I also noted that according to a 2004
Chicago Tribune exposé, the Muslim American Society is the name under which
the Muslim Brotherhood operates in the United States. And that according
to a 1991 Brotherhood memorandum about its strategy in the U.S., it is embarked
upon a “grand Jihad” aimed at “eliminating and destroying the Western
civilization from within and ‘sabotaging’ its miserable house by their hands
and the hands of the believers so that it is eliminated and Allah’s religion is
made victorious over all other religions.”
So the “grand jihad” phrase came not from me, but from the
Brotherhood memorandum. Is the Tarek ibn Ziyad Academy part of this stealthy
“grand jihad”? Well, even Charles C. Haynes might admit that if such an effort
of subversion and sabotage exists, and is being pursued by the Muslim American
Society, that it would be a neat trick to establish an Islamic school on the
infidel dime, paid for by infidel taxpayers. It would be a small but
significant contribution to the effort – if it were happening. In fact, the
question as to whether or not it were happening would be an important question
to investigate. Even he admits that “class is interrupted so that students can
fulfill prayer obligations and that Friday assemblies are indeed prayer
services – although the school says that all prayers are voluntary and Friday
prayers are led by parent volunteers.” This would be a reasonable basis for, to
use Haynes’s own phrase, a “‘call the lawyers’ dispute over religion in the
classroom.”
But that polite dispute, says Haynes, has been derailed by
these alleged death threats that were supposedly prompted by my asking
uncomfortable questions in a column about what is going on at the school, and
who is behind it. And of course, maybe the school really did receive death
threats. If so, these threats are abhorrent and deplorable, as evil as they are
idiotic, as well as contemptible. If someone really did threaten anyone at the
Tarek ibn Ziyad Academy, he should be found and punished.

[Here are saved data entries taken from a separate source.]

//! JSON scene description: a screen, an optional desktop background and a window stack.
//!
//! A scene populates a [`MemoryServer`], resolves the window stack (shadow geometry and
//! `reg_ignore`) and renders one frame.

use std::collections::HashSet;

use crate::display::WindowId;
use crate::display::memory::MemoryServer;
use crate::foundation::core::{Color, Margins, Rect};
use crate::foundation::error::{WincompError, WincompResult};
use crate::region::Region;
use crate::session::compositor::{Compositor, FrameStats};
use crate::session::opts::CompositorOpts;
use crate::session::window::{NoFade, Window, update_reg_ignore};

/// One screen's worth of windows.
#[derive(Clone, Debug, serde::Serialize, serde::Deserialize)]
pub struct Scene {
    /// Screen width.
    pub width: u16,
    /// Screen height.
    pub height: u16,
    /// Solid desktop background published on the root window; the fallback fill when absent.
    #[serde(default)]
    pub background: Option<Color>,
    /// Compositor options.
    #[serde(default)]
    pub opts: CompositorOpts,
    /// Damaged screen area; the whole screen when absent.
    #[serde(default)]
    pub damage: Option<Vec<Rect>>,
    /// Bottom to top.
    #[serde(default)]
    pub windows: Vec<WindowSpec>,
}

/// One window of a [`Scene`]; flags mean the same as on [`Window`].
#[derive(Clone, Debug, serde::Serialize, serde::Deserialize)]
pub struct WindowSpec {
    /// Unique within the scene; names the window's pixmap on the server.
    pub id: WindowId,
    /// Screen rectangle.
    pub rect: Rect,
    /// Fill of the window contents (straight alpha).
    pub color: Color,
    /// Body opacity.
    #[serde(default = "one")]
    pub opacity: f64,
    /// Frame opacity.
    #[serde(default = "one")]
    pub frame_opacity: f64,
    /// Frame extents.
    #[serde(default)]
    pub frame: Margins,
    /// Contents carry alpha (depth 32).
    #[serde(default)]
    pub has_alpha: bool,
    /// Paint inverted.
    #[serde(default)]
    pub invert_color: bool,
    /// Blur whatever shows through the window.
    #[serde(default)]
    pub blur_background: bool,
    /// Dim as inactive.
    #[serde(default)]
    pub dim: bool,
    /// Cast a shadow.
    #[serde(default)]
    pub shadow: bool,
    /// Shadow also under the body.
    #[serde(default)]
    pub full_shadow: bool,
    /// Window-local shape rectangles; the full window when absent.
    #[serde(default)]
    pub shape: Option<Vec<Rect>>,
}

fn one() -> f64 {
    1.0
}

impl Scene {
    /// Parse and validate a scene.
    pub fn from_json(src: &str) -> WincompResult<Self> {
        let scene: Self =
            serde_json::from_str(src).map_err(|e| WincompError::serde(e.to_string()))?;
        scene.validate()?;
        Ok(scene)
    }

    /// Reject scenes that cannot be rendered.
    pub fn validate(&self) -> WincompResult<()> {
        if self.width == 0 || self.height == 0 {
            return Err(WincompError::validation("scene width/height must be > 0"));
        }
        self.opts.validate()?;

        let mut ids = HashSet::new();
        for w in &self.windows {
            if !ids.insert(w.id) {
                return Err(WincompError::validation(format!(
                    "window {:?} appears twice",
                    w.id
                )));
            }
            if w.rect.is_empty() {
                return Err(WincompError::validation(format!(
                    "window {:?} has an empty rectangle",
                    w.id
                )));
            }
            for (name, v) in [("opacity", w.opacity), ("frame_opacity", w.frame_opacity)] {
                if !(0.0..=1.0).contains(&v) {
                    return Err(WincompError::validation(format!(
                        "window {:?} {name} must be within 0..=1",
                        w.id
                    )));
                }
            }
        }
        Ok(())
    }

    /// A server holding the screen, the background and every window's contents.
    pub fn build_server(&self) -> WincompResult<MemoryServer> {
        let mut server = MemoryServer::new(self.width, self.height);
        if let Some(color) = self.background {
            let px = color.to_premul_rgba8().to_array();
            let count = usize::from(self.width) * usize::from(self.height);
            server.set_root_background(
                i32::from(self.width),
                i32::from(self.height),
                &px.repeat(count),
            )?;
        }
        for w in &self.windows {
            let depth = if w.has_alpha { 32 } else { 24 };
            server.fill_window(
                w.id,
                w.rect.width,
                w.rect.height,
                depth,
                w.color.to_premul_rgba8(),
            )?;
        }
        Ok(server)
    }

    /// Resolved window stack, bottom to top.
    pub fn build_windows(&self, compositor: &Compositor) -> Vec<Window> {
        let mut windows: Vec<Window> = self
            .windows
            .iter()
            .map(|spec| {
                let mut w = Window::new(spec.id, spec.rect);
                w.opacity = spec.opacity;
                w.frame_opacity = spec.frame_opacity;
                w.frame = spec.frame;
                w.has_alpha = spec.has_alpha;
                w.invert_color = spec.invert_color;
                w.blur_background = spec.blur_background;
                w.dim = spec.dim;
                w.shadow = spec.shadow;
                w.full_shadow = spec.full_shadow;
                if let Some(shape) = &spec.shape {
                    w.bounding_shape = Region::from_rects(shape.iter().copied())
                        .and(&Region::from_rect(Rect::new(0, 0, spec.rect.width, spec.rect.height)));
                }
                compositor.prepare_window(&mut w);
                w
            })
            .collect();
        update_reg_ignore(&mut windows, compositor.opts().force_win_blend);
        windows
    }

    /// Damage as a region.
    pub fn damage_region(&self) -> Option<Region> {
        self.damage
            .as_ref()
            .map(|rects| Region::from_rects(rects.iter().copied()))
    }

    /// Render one frame; returns the screen as RGBA8 plus the frame statistics.
    #[tracing::instrument(skip(self), fields(windows = self.windows.len()))]
    pub fn render(&self) -> WincompResult<(Vec<u8>, FrameStats)> {
        let mut server = self.build_server()?;
        let mut compositor = Compositor::new(&mut server, self.opts.clone())?;
        let mut windows = self.build_windows(&compositor);
        let damage = self.damage_region();
        let result = compositor.paint_all(&mut server, &mut windows, damage.as_ref(), &mut NoFade);
        for w in &mut windows {
            compositor.free_window(&mut server, w);
        }
        compositor.deinit(&mut server);
        let stats = result?;
        Ok((server.screen_rgba(), stats))
    }
}

#[cfg(test)]
#[path = "../tests/unit/scene.rs"]
mod tests;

However, school officials may also want to slip the
threatener a thank-you note as the FBI hauls him away, for if there really were
threats here, they work to the advantage of the MAS and CAIR. CAIR has played
this game skillfully for years: trumping
up and exaggerating hate crimes, deflecting attention away from anything
Muslims are doing that might cause non-Muslims concern, and doing everything
possible to portray Muslims as victims who need a special protected status. For
as Haynes’s article shows, just when the school began to face public scrutiny
about its use of public funds and its ties to the MAS, the story has now
shifted to how terrible it is that Muslims face threats and “Islamophobia.”
It’s interesting also to note how eager the media is to
accommodate CAIR in this. CAIR’s claim that the school has received threats has
been written up in the Star-Tribune,
the local
Fox news channel, and elsewhere. And apparently the FBI is right on the
case. Compare and contrast: Daniel Pipes, Steve Emerson, Michael Scheuer and I received
a veiled but unmistakable threat from the first American to be charged with
treason since World War II, on a videotape introduced by Al-Qaeda’s number two
man, Ayman Al-Zawahiri, and -- speaking strictly for myself -- I never heard a
word from the FBI or anyone else, and there was no media coverage at all. I’ve
received many other death threats, and
never received the interest from either law enforcement or the media that the
Tarek ibn Ziyad Academy is receiving now. Now, I am not saying that anyone
should have cared when I was threatened, or that anyone should not care about
the alleged threat against this school. But what I do find intriguing is the
choice made about which threats to investigate and which are deemed newsworthy,
and I think it would be most interesting to discover the assumptions on which
such choices are made, and the energy with which the recipients of such threats
use them to make political hay.
Meanwhile, Haynes’s implication that I have something
to do with the threats is despicable, if not downright libelous, and militates
against his claim to be interested in a genuine discussion of what is going on
at Tarek ibn Ziyad Academy. If he really wants to have a debate about religion
in the classroom, and an honest examination of the Academy’s practices and
ties, I’m ready. But I don’t think he does.